| PROBLEM TO SOLVE |
Repeat precisely the span of lines below that opens with the line containing "pub field: &'static" and closes with the line containing "pub fn validate_non_negative(field: &'static", both included.

(INFORMATION PROVIDED begins)

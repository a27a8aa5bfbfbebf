#![forbid(unsafe_code)]

//! Shared parsing for env-overridable configuration.
//!
//! Every config struct in the workspace follows the same shape: a `Default`,
//! a `from_env_with(get)` that takes a lookup closure (so tests never touch
//! the process environment), and a list of [`ConfigError`] diagnostics for
//! values that failed to parse or validate.

use std::fmt;

/// Configuration error with field context.
#[derive(Debug, Clone, PartialEq, Eq)]
pub struct ConfigError {
    pub field: &'static str,
    pub value: String,
    pub message: String,
}

impl ConfigError {
    #[must_use]
    pub fn new(field: &'static str, value: impl Into<String>, message: impl Into<String>) -> Self {
        Self {
            field,
            value: value.into(),
            message: message.into(),
        }
    }
}

impl fmt::Display for ConfigError {
    fn fmt(&self, f: &mut fmt::Formatter<'_>) -> fmt::Result {
        write!(f, "{}={} ({})", self.field, self.value, self.message)
    }
}

impl std::error::Error for ConfigError {}

#[must_use]
pub fn parse_bool(value: &str) -> Option<bool> {
    match value.trim().to_ascii_lowercase().as_str() {
        "1" | "true" | "yes" | "on" => Some(true),
        "0" | "false" | "no" | "off" => Some(false),
        _ => None,
    }
}

#[inline]
#[must_use]
pub fn parse_u32(value: &str) -> Option<u32> {
    value.trim().parse::<u32>().ok()
}

#[inline]
#[must_use]
pub fn parse_u64(value: &str) -> Option<u64> {
    value.trim().parse::<u64>().ok()
}

/// Parse a finite float. `NaN` and infinities are rejected.
#[inline]
#[must_use]
pub fn parse_f32(value: &str) -> Option<f32> {
    value.trim().parse::<f32>().ok().filter(|v| v.is_finite())
}

/// Apply `parse` to the variable `key` if present, storing the result in
/// `slot` or recording a diagnostic against `field`.
pub fn apply<F, T, P>(
    get: &mut F,
    key: &str,
    field: &'static str,
    expected: &str,
    parse: P,
    slot: &mut T,
    errors: &mut Vec<ConfigError>,
) where
    F: FnMut(&str) -> Option<String>,
    P: Fn(&str) -> Option<T>,
{
    if let Some(value) = get(key) {
        match parse(&value) {
            Some(parsed) => *slot = parsed,
            None => errors.push(ConfigError::new(field, value, expected)),
        }
    }
}

pub fn validate_non_negative(field: &'static str, value: f32, errors: &mut Vec<ConfigError>) {
    if !value.is_finite() || value < 0.0 {
        errors.push(ConfigError::new(field, value.to_string(), "must be >= 0"));
    }
}

pub fn validate_positive(field: &'static str, value: f32, errors: &mut Vec<ConfigError>) {
    if !value.is_finite() || value <= 0.0 {
        errors.push(ConfigError::new(field, value.to_string(), "must be > 0"));
    }
}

(INFORMATION PROVIDED ends)

| SOLUTION FOR THIS TASK |
    pub field: &'static str,
    pub value: String,
    pub message: String,
}

impl ConfigError {
    #[must_use]
    pub fn new(field: &'static str, value: impl Into<String>, message: impl Into<String>) -> Self {
        Self {
            field,
            value: value.into(),
            message: message.into(),
        }
    }
}

impl fmt::Display for ConfigError {
    fn fmt(&self, f: &mut fmt::Formatter<'_>) -> fmt::Result {
        write!(f, "{}={} ({})", self.field, self.value, self.message)
    }
}

impl std::error::Error for ConfigError {}

#[must_use]
pub fn parse_bool(value: &str) -> Option<bool> {
    match value.trim().to_ascii_lowercase().as_str() {
        "1" | "true" | "yes" | "on" => Some(true),
        "0" | "false" | "no" | "off" => Some(false),
        _ => None,
    }
}

#[inline]
#[must_use]
pub fn parse_u32(value: &str) -> Option<u32> {
    value.trim().parse::<u32>().ok()
}

#[inline]
#[must_use]
pub fn parse_u64(value: &str) -> Option<u64> {
    value.trim().parse::<u64>().ok()
}

/// Parse a finite float. `NaN` and infinities are rejected.
#[inline]
#[must_use]
pub fn parse_f32(value: &str) -> Option<f32> {
    value.trim().parse::<f32>().ok().filter(|v| v.is_finite())
}

/// Apply `parse` to the variable `key` if present, storing the result in
/// `slot` or recording a diagnostic against `field`.
pub fn apply<F, T, P>(
    get: &mut F,
    key: &str,
    field: &'static str,
    expected: &str,
    parse: P,
    slot: &mut T,
    errors: &mut Vec<ConfigError>,
) where
    F: FnMut(&str) -> Option<String>,
    P: Fn(&str) -> Option<T>,
{
    if let Some(value) = get(key) {
        match parse(&value) {
            Some(parsed) => *slot = parsed,
            None => errors.push(ConfigError::new(field, value, expected)),
        }
    }
}

pub fn validate_non_negative(field: &'static str, value: f32, errors: &mut Vec<ConfigError>) {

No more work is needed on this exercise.